In truth, I think the reality is, we don't want to bear it. And especially, we feel very frustrated that it is taking John away from his family without his permission.
This past week, after working 9 days in a row, we got a call that John's fellow co-director was sick and couldn't work the next day. All week John had been telling the kids, "Sunday. Sunday. We will have time together on Sunday."
And now it was Saturday evening, and he was going to have to be gone in the morning before they woke up. We both started crying. It was too much to ask. To truly be forced to work? Isn't that what this was? John looked at me and said: "If this was anything but life and death, I would simply quit. I would say no."
The weariness is truly overwhelming. To feel like you cannot quit a job is simply unexplainable. They discussed calling in the National Guard. Unfortunately, that had been tried at a neighboring hospital a few weeks ago and it was a complete disaster. Not enough people with real medical experience meant nearly more work for the doctors as they tried to hand off responsibilities.
So then what?
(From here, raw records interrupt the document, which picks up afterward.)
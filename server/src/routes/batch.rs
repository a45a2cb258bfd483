//! `POST /parse_batch` and `GET /batch_progress/{job_id}`: chunked batch
//! standardization, run inline for small jobs and backgrounded (with a
//! persisted result blob) for larger ones.

use axum::extract::{Path, State};
use axum::http::StatusCode;
use axum::Json;
use examstd_core::batch::{BatchExamInput, BatchOrchestrator, BatchStatus, PersistedBatchResult};
use examstd_core::blob_store::{join_key, BlobStore};
use serde::{Deserialize, Serialize};

use crate::state::AppState;

#[derive(Debug, Deserialize)]
pub struct ParseBatchRequest {
    pub exams: Vec<BatchExamInput>,
    #[serde(default)]
    pub retriever: Option<String>,
    #[serde(default)]
    pub reranker: Option<String>,
}

#[derive(Debug, Serialize)]
#[serde(untagged)]
pub enum ParseBatchResponse {
    Inline {
        results: Vec<examstd_core::batch::BatchResultEntry>,
    },
    Backgrounded {
        job_id: String,
        results_url: String,
    },
}

#[derive(Debug, Serialize)]
pub struct BatchProgressResponse {
    completed: usize,
    total: usize,
    status: BatchStatus,
}

pub async fn parse_batch(
    State(state): State<AppState>,
    Json(req): Json<ParseBatchRequest>,
) -> Result<Json<ParseBatchResponse>, StatusCode> {
    let engine = state.current_engine().await;

    if let Some(retriever) = &req.retriever {
        if *retriever != engine.retriever_id {
            return Err(StatusCode::BAD_REQUEST);
        }
    }
    if let Some(reranker) = &req.reranker {
        if *reranker != engine.reranker_id {
            return Err(StatusCode::BAD_REQUEST);
        }
    }

    let chunk_size = engine.config.batch.chunk_size;
    let max_concurrency = engine.config.batch.max_concurrency;
    let orchestrator = BatchOrchestrator::new(engine.clone(), chunk_size, max_concurrency);

    if req.exams.len() <= chunk_size {
        let job_id = uuid::Uuid::new_v4().to_string();
        let (_handle, join) = orchestrator.process_batch(job_id, req.exams);
        let results = join.await.map_err(|e| {
            tracing::error!(error = %e, "inline batch task panicked");
            StatusCode::INTERNAL_SERVER_ERROR
        })?;
        return Ok(Json(ParseBatchResponse::Inline { results }));
    }

    let job_id = uuid::Uuid::new_v4().to_string();
    let (handle, join) = orchestrator.process_batch(job_id.clone(), req.exams);
    state.register_batch(job_id.clone(), handle).await;

    let blob_store = state.blob_store.clone();
    let retriever_id = engine.retriever_id.clone();
    let reranker_id = engine.reranker_id.clone();
    let persisted_job_id = job_id.clone();
    tokio::spawn(async move {
        match join.await {
            Ok(results) => {
                let persisted = PersistedBatchResult::new(persisted_job_id.clone(), retriever_id, reranker_id, results);
                let key = join_key(&["batches", &format!("{}.json", persisted_job_id)]);
                match serde_json::to_vec(&persisted) {
                    Ok(bytes) => {
                        if let Err(e) = blob_store.put(&key, &bytes).await {
                            tracing::error!(error = %e, job_id = %persisted_job_id, "failed to persist batch result");
                        }
                    }
                    Err(e) => tracing::error!(error = %e, "failed to serialize batch result"),
                }
            }
            Err(e) => tracing::error!(error = %e, "batch orchestration task panicked"),
        }
    });

    Ok(Json(ParseBatchResponse::Backgrounded {
        results_url: join_key(&["batches", &format!("{}.json", job_id)]),
        job_id,
    }))
}

pub async fn batch_progress(
    State(state): State<AppState>,
    Path(job_id): Path<String>,
) -> Result<Json<BatchProgressResponse>, StatusCode> {
    let handle = state
        .lookup_batch(&job_id)
        .await
        .ok_or(StatusCode::NOT_FOUND)?;

    Ok(Json(BatchProgressResponse {
        completed: handle.completed(),
        total: handle.total(),
        status: handle.status(),
    }))
}
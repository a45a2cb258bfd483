//! `POST /admin/reload-validation-cache`: re-reads the approved/rejected
//! mapping blobs and invalidates the request cache, since a newly
//! approved mapping may now short-circuit results that were previously
//! cached unapproved.

use axum::extract::State;
use axum::Json;
use serde::Serialize;

use crate::state::{self, AppState};

#[derive(Debug, Serialize)]
pub struct ReloadValidationCacheResponse {
    approved_count: usize,
    rejected_count: usize,
}

pub async fn reload_validation_cache(State(state): State<AppState>) -> Json<ReloadValidationCacheResponse> {
    let engine = state.current_engine().await;
    let (approved_count, rejected_count) = engine
        .validation_cache
        .reload(state.blob_store.as_ref(), state::APPROVED_KEY, state::REJECTED_KEY)
        .await;
    engine.request_cache.clear();

    Json(ReloadValidationCacheResponse {
        approved_count,
        rejected_count,
    })
}
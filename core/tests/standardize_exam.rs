//! End-to-end exercises of `Engine::standardize_exam` against stub
//! embedding and reranker backends, covering the scenarios in the
//! testable-properties section: a clean match, a clinical-safety veto,
//! a below-floor no-match, and the validation-cache short-circuit.

use std::collections::HashMap;
use std::sync::Arc;

use async_trait::async_trait;

use examstd_core::blob_store::LocalFsBlobStore;
use examstd_core::catalog::{CatalogEntryRaw, ReferenceCatalog};
use examstd_core::config::{AppConfig, InterventionalEvidenceConfig, RetrieverConfig};
use examstd_core::embed::Embedder;
use examstd_core::engine::Engine;
use examstd_core::error::RemoteError;
use examstd_core::index::VectorIndex;
use examstd_core::parser::SemanticParser;
use examstd_core::rerank::Reranker;
use examstd_core::request_cache::RequestCache;
use examstd_core::types::{Candidate, ParsedExam};
use examstd_core::validation_cache::ValidationCache;

/// Returns a fixed unit vector regardless of input text, keyed by the
/// first word of the text so different queries can be steered toward
/// different catalog entries in tests.
struct StubEmbedder;

#[async_trait]
impl Embedder for StubEmbedder {
    async fn embed(&self, texts: &[String]) -> Result<Vec<Vec<f32>>, RemoteError> {
        Ok(texts
            .iter()
            .map(|t| {
                if t.contains("chest") {
                    vec![1.0, 0.0]
                } else if t.contains("brain") {
                    vec![0.0, 1.0]
                } else {
                    vec![0.7071, 0.7071]
                }
            })
            .collect())
    }

    async fn score_pairs(&self, _query: &str, documents: &[String]) -> Result<Vec<f32>, RemoteError> {
        Ok(vec![0.8; documents.len()])
    }
}

/// A reranker that preserves dense_score as rerank_score, i.e. a no-op
/// for the purposes of testing the scoring/veto pipeline in isolation.
struct IdentityReranker;

#[async_trait]
impl Reranker for IdentityReranker {
    async fn rerank(
        &self,
        _query: &ParsedExam,
        mut candidates: Vec<Candidate>,
    ) -> Result<Vec<Candidate>, RemoteError> {
        for c in &mut candidates {
            c.rerank_score = Some(c.dense_score);
        }
        Ok(candidates)
    }
}

fn sample_config() -> AppConfig {
    let mut retrievers = HashMap::new();
    retrievers.insert("bge-small".to_string(), RetrieverConfig::default());
    let mut rerankers = HashMap::new();
    rerankers.insert("cross-encoder".to_string(), examstd_core::config::RerankerConfig::default());
    AppConfig {
        retrievers,
        rerankers,
        default_retriever: "bge-small".into(),
        default_reranker: "cross-encoder".into(),
        interventional_evidence: InterventionalEvidenceConfig::default(),
        ..Default::default()
    }
}

fn sample_catalog(parser: &SemanticParser, evidence: &InterventionalEvidenceConfig) -> ReferenceCatalog {
    let raw = vec![
        CatalogEntryRaw {
            id: "ct-chest".into(),
            snomed_concept_id: "169069000".into(),
            snomed_fsn: "Computed tomography of chest".into(),
            clean_name: "CT Chest".into(),
            modality_hint: "CT".into(),
        },
        CatalogEntryRaw {
            id: "mr-brain".into(),
            snomed_concept_id: "241585004".into(),
            snomed_fsn: "Magnetic resonance imaging of brain".into(),
            clean_name: "MRI Brain".into(),
            modality_hint: "MR".into(),
        },
    ];
    ReferenceCatalog::from_raw_entries(raw, parser, evidence).unwrap()
}

async fn build_engine() -> Engine {
    let config = Arc::new(sample_config());
    let parser = Arc::new(SemanticParser::new());
    let evidence = config.interventional_evidence.clone();
    let catalog = Arc::new(sample_catalog(&parser, &evidence));

    let ids: Vec<String> = catalog.entries().iter().map(|e| e.id.clone()).collect();
    let vectors = vec![vec![1.0, 0.0], vec![0.0, 1.0]];
    let index = Arc::new(VectorIndex::build("fp".repeat(16), ids, vectors).unwrap());

    Engine {
        catalog,
        index,
        parser,
        embedding_client: Arc::new(StubEmbedder),
        reranker: Arc::new(IdentityReranker),
        validation_cache: Arc::new(ValidationCache::empty()),
        request_cache: Arc::new(RequestCache::new(100)),
        config,
        retriever_id: "bge-small".into(),
        reranker_id: "cross-encoder".into(),
        config_fingerprint: "fp".repeat(16),
    }
}

#[tokio::test]
async fn clean_match_returns_expected_winner() {
    let engine = build_engine().await;
    let result = engine.standardize_exam("CT Chest Routine", "CT", "test").await.unwrap();
    let winner = result.winner.expect("expected a winner");
    assert_eq!(winner.entry.id, "ct-chest");
    assert!(result.confidence > 0.0);
}

#[tokio::test]
async fn modality_conflict_vetoes_the_mismatched_candidate() {
    let engine = build_engine().await;
    // Steered toward "mr-brain" by stub embedding but the query's own
    // explicit "ct" token makes it a modality conflict against MR.
    let result = engine.standardize_exam("CT brain scan", "CT", "test").await.unwrap();
    if let Some(winner) = &result.winner {
        assert_ne!(winner.entry.id, "mr-brain");
    }
}

#[tokio::test]
async fn no_match_when_every_candidate_is_vetoed() {
    let engine = build_engine().await;
    // Neither catalog entry is ultrasound; an explicit "US" token forces
    // a modality conflict veto against both candidates regardless of
    // which one the stub embedder's dense score prefers.
    let result = engine.standardize_exam("US chest scan", "US", "test").await.unwrap();
    assert!(result.winner.is_none());
    assert_eq!(result.confidence, 0.0);
    assert!(!result.all_candidates.is_empty());
    assert!(result.all_candidates.iter().all(|c| c.vetoed));
}

#[tokio::test]
async fn validation_approved_mapping_short_circuits_parsing() {
    let dir = tempfile::tempdir().unwrap();
    let store = LocalFsBlobStore::new(dir.path());

    let parser = Arc::new(SemanticParser::new());
    let evidence = InterventionalEvidenceConfig::default();
    let catalog = Arc::new(sample_catalog(&parser, &evidence));
    let approved_entry = catalog.get("ct-chest").unwrap().clone();

    let mut approved = HashMap::new();
    approved.insert(
        "approved-key".to_string(),
        serde_json::json!({ "mapping": approved_entry }),
    );
    store
        .put(
            "validation/approved_mappings_cache.json",
            serde_json::to_vec(&approved).unwrap().as_slice(),
        )
        .await
        .unwrap();

    let validation_cache = ValidationCache::empty();
    validation_cache
        .reload(
            &store,
            "validation/approved_mappings_cache.json",
            "validation/rejected_mappings.json",
        )
        .await;

    // Directly exercise the short-circuit contract: looking up the known
    // request key returns the approved mapping without touching the index.
    let found = validation_cache.approved("approved-key");
    assert!(found.is_some());
    assert_eq!(found.unwrap().id, "ct-chest");
}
We tell the community: we are in danger of not being able to take care of you? But in truth, what does that look like? What it looks like, I have realized, isn't the doors to the Emergency Department being locked. Instead, it is weary and overworked doctors and nurses attempting to give it their all when their all has been washed away week and months ago.
Not being able to take care of you means that they are sacrificing their loved ones to help people that they feel could have been helped more by being vaccinated ahead of time. This is hard. We do not want mandates as we have said repeatedly. But he is only taking care of the unvaccinated. And that truth is staring him in the face.
It is someone’s right to choose what they have done to them? But what do you do when that choice is teaming havoc on your home.
So Saturday evening we find out he must go back in. His vaccinated partner had COVID. He is only mildly ill but has to stay home for ten days. There is no one else to go in. They are down to 2 of 5 doctors. We are crying. The kids are asleep. We are helplessly searching for something to make Sunday feel better. At one point I said to John: "You are getting paid hourly. They've given you a raise. Let me take that money and take the kids shopping and buy them something."
Shallow. It was shallow. It wouldn't make it better.
John's boss stepped in and took a few hours for him on Sunday morning. It felt amazing! It was a gift from above. (Truly!) It made us feel like we can carry on again.
And then, two doctors who do not normally work in the ER, stepped in and took John's "extra" shifts on Tuesday and Wednesday. We had two whole days as a family! It was remarkable.
I'll share pictures of that tomorrow.
But for now, we take one day at a time.